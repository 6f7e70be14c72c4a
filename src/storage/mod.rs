// Copyright (c) 2025 Fabstir
// SPDX-License-Identifier: BUSL-1.1
pub mod upload_store;

pub use upload_store::{LocalUploadStore, MemoryUploadStore, StorageError, UploadStore};
// Copyright (c) 2025 Fabstir
// SPDX-License-Identifier: BUSL-1.1
//! Breed label table: class index -> breed name

use anyhow::{Context, Result};
use std::path::Path;

/// Ordered breed vocabulary of the breed classifier head
///
/// Loaded once at startup and shared read-only.
#[derive(Debug, Clone, PartialEq, Eq)]
pub struct LabelTable {
    labels: Vec<String>,
}

impl LabelTable {
    pub fn new(labels: Vec<String>) -> Self {
        Self { labels }
    }

    /// Parse one label per line
    ///
    /// Blank lines are skipped. Training-folder names such as
    /// `001.Affenpinscher` lose their ordinal prefix.
    pub fn parse(text: &str) -> Self {
        let labels = text
            .lines()
            .map(str::trim)
            .filter(|line| !line.is_empty())
            .map(|line| strip_ordinal(line).to_string())
            .collect();
        Self { labels }
    }

    pub fn load(path: &Path) -> Result<Self> {
        let text = std::fs::read_to_string(path)
            .with_context(|| format!("Failed to read label table {}", path.display()))?;
        let table = Self::parse(&text);
        if table.is_empty() {
            anyhow::bail!("Label table {} has no labels", path.display());
        }
        Ok(table)
    }

    pub fn get(&self, index: usize) -> Option<&str> {
        self.labels.get(index).map(String::as_str)
    }

    pub fn len(&self) -> usize {
        self.labels.len()
    }

    pub fn is_empty(&self) -> bool {
        self.labels.is_empty()
    }
}

fn strip_ordinal(label: &str) -> &str {
    match label.split_once('.') {
        Some((prefix, rest))
            if !prefix.is_empty() && !rest.is_empty() && prefix.chars().all(|c| c.is_ascii_digit()) =>
        {
            rest
        }
        _ => label,
    }
}
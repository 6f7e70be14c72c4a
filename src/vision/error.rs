// Copyright (c) 2025 Fabstir
// SPDX-License-Identifier: BUSL-1.1
//! Errors raised while decoding an upload or running a classifier on it

use std::path::PathBuf;
use thiserror::Error;

#[derive(Debug, Error)]
pub enum VisionError {
    #[error("Image not found: {}", .0.display())]
    ImageNotFound(PathBuf),

    #[error("Failed to read image {}: {source}", path.display())]
    Io {
        path: PathBuf,
        #[source]
        source: std::io::Error,
    },

    #[error("Image data is empty")]
    EmptyData,

    #[error("Unsupported image format")]
    UnsupportedFormat,

    #[error("Failed to decode image: {0}")]
    Decode(String),

    #[error("Inference failed in {model}: {reason}")]
    Inference { model: String, reason: String },

    #[error("Label index {index} out of range (table has {len} labels)")]
    UnknownLabel { index: usize, len: usize },
}

impl VisionError {
    pub fn inference(model: impl Into<String>, reason: impl ToString) -> Self {
        VisionError::Inference {
            model: model.into(),
            reason: reason.to_string(),
        }
    }

    /// True when the upload itself could not be turned into pixels
    pub fn is_decode_error(&self) -> bool {
        matches!(
            self,
            VisionError::ImageNotFound(_)
                | VisionError::Io { .. }
                | VisionError::EmptyData
                | VisionError::UnsupportedFormat
                | VisionError::Decode(_)
        )
    }
}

*-*-*

◆ Exercise aim
State only the number of lines above that contain the word "index".

◆ Solved problem
5